County Attorney Mike Freeman said in a statement that the destruction of potential video evidence by looters and the refusal of key witnesses to testify precluded prosecutors from charging the owner, John Rieple, in the death of 43-year-old Calvin Horton.
“Based upon the facts and available evidence, the state could not prove it was not self-defense and prosecutors are ethically prohibited from filing charges against someone knowing it would not be possible to prove it beyond a reasonable doubt,” the statement read. Prosecutors said they reached their decision following an “exhaustive” six-month police investigation.
While the Star Tribune generally does not identify people who haven’t been charged with a crime, it is doing so with Rieple because his identity as the owner of the pawnshop is widely known and because he has been identified in other news accounts of Horton’s killing.

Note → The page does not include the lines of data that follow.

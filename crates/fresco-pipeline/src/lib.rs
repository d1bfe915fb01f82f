//! fresco-pipeline: Pure raster effect pipeline (sans-IO).
//!
//! Turns a source image into a stylized one through:
//! optional export resize -> tonal adjustment -> painterly stylization ->
//! halftone screening.
//!
//! This crate has **no I/O dependencies** -- it operates on in-memory
//! [`PixelBuffer`]s and returns new buffers. Decoding from encoded bytes
//! is provided through the `image` crate, but reading files, scheduling
//! and persistence live in `fresco-editor` and `fresco-cli`.
//!
//! Stochastic stages take a caller-supplied generator; [`render`] seeds
//! one per stage from [`RenderOptions::seed`], so output is reproducible.

pub mod diagnostics;
pub mod halftone;
pub mod pipeline;
pub mod resize;
pub mod stylize;
pub mod surface;
pub mod tonal;
pub mod types;

pub use diagnostics::PipelineDiagnostics;
pub use pipeline::{
    Pipeline, RenderOptions, RenderOutcome, RenderResult, render, render_cancellable,
};
pub use resize::{ExportSize, ResizeFilter};
pub use tonal::TonalAdjustments;
pub use types::{
    ArtStyle, Dimensions, EffectParams, FilterSettings, PipelineError, PixelBuffer, Point,
    Polyline, RasterStyle,
};
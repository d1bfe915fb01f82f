//! Resizing to an export width.
//!
//! Exports are sized by width only; the height follows the source aspect
//! ratio. When a render requests a target width the source is resized
//! before any other stage, so stylization densities are computed at the
//! output resolution.

use std::fmt;

use image::imageops::FilterType;
use serde::{Deserialize, Serialize};

use crate::types::PixelBuffer;

/// Resampling filter used when resizing.
///
/// Ordered from fastest/lowest-quality to slowest/highest-quality.
#[derive(Debug, Clone, Copy, Default, PartialEq, Eq, Serialize, Deserialize)]
pub enum ResizeFilter {
    /// Nearest-neighbor: fastest, blocky artifacts.
    Nearest,
    /// Bilinear interpolation: fast, decent quality.
    #[default]
    Triangle,
    /// Bicubic (Catmull-Rom): moderate speed, good quality.
    CatmullRom,
    /// Gaussian: moderate speed, smooth output.
    Gaussian,
    /// Lanczos with 3 lobes: slowest, sharpest.
    Lanczos3,
}

impl ResizeFilter {
    /// All filters, fastest first.
    pub const ALL: [Self; 5] = [
        Self::Nearest,
        Self::Triangle,
        Self::CatmullRom,
        Self::Gaussian,
        Self::Lanczos3,
    ];

    const fn to_image_filter(self) -> FilterType {
        match self {
            Self::Nearest => FilterType::Nearest,
            Self::Triangle => FilterType::Triangle,
            Self::CatmullRom => FilterType::CatmullRom,
            Self::Gaussian => FilterType::Gaussian,
            Self::Lanczos3 => FilterType::Lanczos3,
        }
    }
}

impl fmt::Display for ResizeFilter {
    fn fmt(&self, f: &mut fmt::Formatter<'_>) -> fmt::Result {
        match self {
            Self::Nearest => f.write_str("Nearest"),
            Self::Triangle => f.write_str("Triangle"),
            Self::CatmullRom => f.write_str("CatmullRom"),
            Self::Gaussian => f.write_str("Gaussian"),
            Self::Lanczos3 => f.write_str("Lanczos3"),
        }
    }
}

/// Export size presets.
#[derive(Debug, Clone, Copy, Default, PartialEq, Eq, Serialize, Deserialize)]
#[serde(rename_all = "kebab-case")]
pub enum ExportSize {
    /// Keep the source width.
    #[default]
    Original,
    /// 1920 px wide.
    Large,
    /// 1280 px wide.
    Medium,
    /// 800 px wide.
    Small,
    /// An explicit width in pixels.
    Custom(u32),
}

impl ExportSize {
    /// Target width, or `None` to keep the source width.
    #[must_use]
    pub const fn target_width(self) -> Option<u32> {
        match self {
            Self::Original => None,
            Self::Large => Some(1920),
            Self::Medium => Some(1280),
            Self::Small => Some(800),
            Self::Custom(width) => Some(width),
        }
    }
}

impl fmt::Display for ExportSize {
    fn fmt(&self, f: &mut fmt::Formatter<'_>) -> fmt::Result {
        match self {
            Self::Original => f.write_str("original"),
            Self::Large => f.write_str("large (1920px)"),
            Self::Medium => f.write_str("medium (1280px)"),
            Self::Small => f.write_str("small (800px)"),
            Self::Custom(width) => write!(f, "custom ({width}px)"),
        }
    }
}

/// Height that keeps the aspect ratio of a `width`×`height` source at
/// `target_width`. Never less than 1.
#[must_use]
#[allow(clippy::cast_possible_truncation, clippy::cast_sign_loss)]
pub fn scaled_height(width: u32, height: u32, target_width: u32) -> u32 {
    if width == 0 {
        return height.max(1);
    }
    let scaled = f64::from(height) * f64::from(target_width) / f64::from(width);
    (scaled.round() as u32).max(1)
}

/// Resize `buffer` to `target_width` pixels wide, preserving aspect
/// ratio.
///
/// Returns an unchanged copy when the width already matches, when the
/// target is 0, or when the buffer is empty.
#[must_use]
pub fn resize_to_width(buffer: &PixelBuffer, target_width: u32, filter: ResizeFilter) -> PixelBuffer {
    if target_width == 0 || buffer.is_empty() || buffer.width() == target_width {
        return buffer.clone();
    }
    let target_height = scaled_height(buffer.width(), buffer.height(), target_width);
    let image = buffer.clone().into_rgba_image();
    let resized = image::imageops::resize(
        &image,
        target_width,
        target_height,
        filter.to_image_filter(),
    );
    tracing::debug!(
        from_width = buffer.width(),
        from_height = buffer.height(),
        target_width,
        target_height,
        %filter,
        "resized"
    );
    PixelBuffer::from_rgba_image(resized)
}

#[cfg(test)]
#[allow(clippy::unwrap_used)]
mod tests {
    use super::*;

    #[test]
    fn default_filter_is_triangle() {
        assert_eq!(ResizeFilter::default(), ResizeFilter::Triangle);
    }

    #[test]
    fn presets_map_to_widths() {
        assert_eq!(ExportSize::Original.target_width(), None);
        assert_eq!(ExportSize::Large.target_width(), Some(1920));
        assert_eq!(ExportSize::Medium.target_width(), Some(1280));
        assert_eq!(ExportSize::Small.target_width(), Some(800));
        assert_eq!(ExportSize::Custom(333).target_width(), Some(333));
    }

    #[test]
    fn scaled_height_rounds_and_floors_at_one() {
        assert_eq!(scaled_height(1024, 768, 256), 192);
        assert_eq!(scaled_height(1000, 333, 100), 33);
        assert_eq!(scaled_height(1000, 335, 100), 34);
        assert_eq!(scaled_height(4000, 1, 10), 1);
    }

    #[test]
    fn downscale_landscape() {
        let buf = PixelBuffer::filled(1024, 768, [128, 128, 128, 255]);
        let out = resize_to_width(&buf, 256, ResizeFilter::Triangle);
        assert_eq!((out.width(), out.height()), (256, 192));
        assert_eq!(out.pixel(100, 100), Some([128, 128, 128, 255]));
    }

    #[test]
    fn upscale_portrait() {
        let buf = PixelBuffer::filled(50, 100, [10, 20, 30, 255]);
        let out = resize_to_width(&buf, 200, ResizeFilter::Nearest);
        assert_eq!((out.width(), out.height()), (200, 400));
    }

    #[test]
    fn same_width_is_unchanged() {
        let buf = PixelBuffer::filled(64, 32, [1, 2, 3, 4]);
        assert_eq!(resize_to_width(&buf, 64, ResizeFilter::Lanczos3), buf);
    }

    #[test]
    fn every_filter_produces_target_size() {
        let buf = PixelBuffer::filled(40, 30, [200, 100, 50, 255]);
        for filter in ResizeFilter::ALL {
            let out = resize_to_width(&buf, 20, filter);
            assert_eq!((out.width(), out.height()), (20, 15), "{filter}");
        }
    }

    #[test]
    fn export_size_serde_names() {
        assert_eq!(serde_json::to_string(&ExportSize::Medium).unwrap(), "\"medium\"");
        let custom: ExportSize = serde_json::from_str(r#"{"custom":640}"#).unwrap();
        assert_eq!(custom, ExportSize::Custom(640));
    }
}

Rieple, who was arrested the same night and later released, has maintained that he fired at Horton in self-defense. He has also refused to speak to investigators, prosecutors said.
Horton’s relatives have pushed back on the suggestion that the father of seven took part in the looting that followed Floyd’s death. And, they argued that even if he had he didn’t deserve to be killed. Neither police nor prosecutors have publicly described Horton as a looter, though they’ve acknowledge that it was one of the theories they were investigating.
The case has became a lighting rod locally for critics who see it as an example of the criminal justice system’s indifference toward Black lives. Monday’s announcement brought a new raft of criticism that Freeman’s office has charged cases with less evidence.
Horton was shot at Cadillac Pawn, 1538 E. Lake St., on May 27, the second night of protests that followed Floyd’s killing during an encounter with four since-fired Minneapolis police officers. The investigation was troubled from the start.
Prosecutors said that despite the presence of numerous bystanders at the time of the shooting, only one eyewitness has so far come forward with information about the case. The witness, whose identity wasn’t released, described seeing a large group of people, including Horton, breaking into the store and noted that one of the looters — not Horton — was armed with a handgun, according to prosecutors. The witness said that Horton was moving toward Rieple and that about 7 feet separated the two men when Rieple fired.
Because of the chaos, officers arrested Rieple, but didn’t stay to process the scene. As a result, the shotgun that was used was never recovered. Looters also ransacked the pawnshop, taking everything, including its security cameras and the DVR that would have recorded the fatal shooting and the moments leading up to it, prosecutors said.
Under state law, a civilian can legally use lethal force against another only if he or she is reasonably in fear of death or great bodily harm to themselves or someone else. Even then, they must be a reluctant participant, have no reasonable means of retreat, and lesser force will not suffice.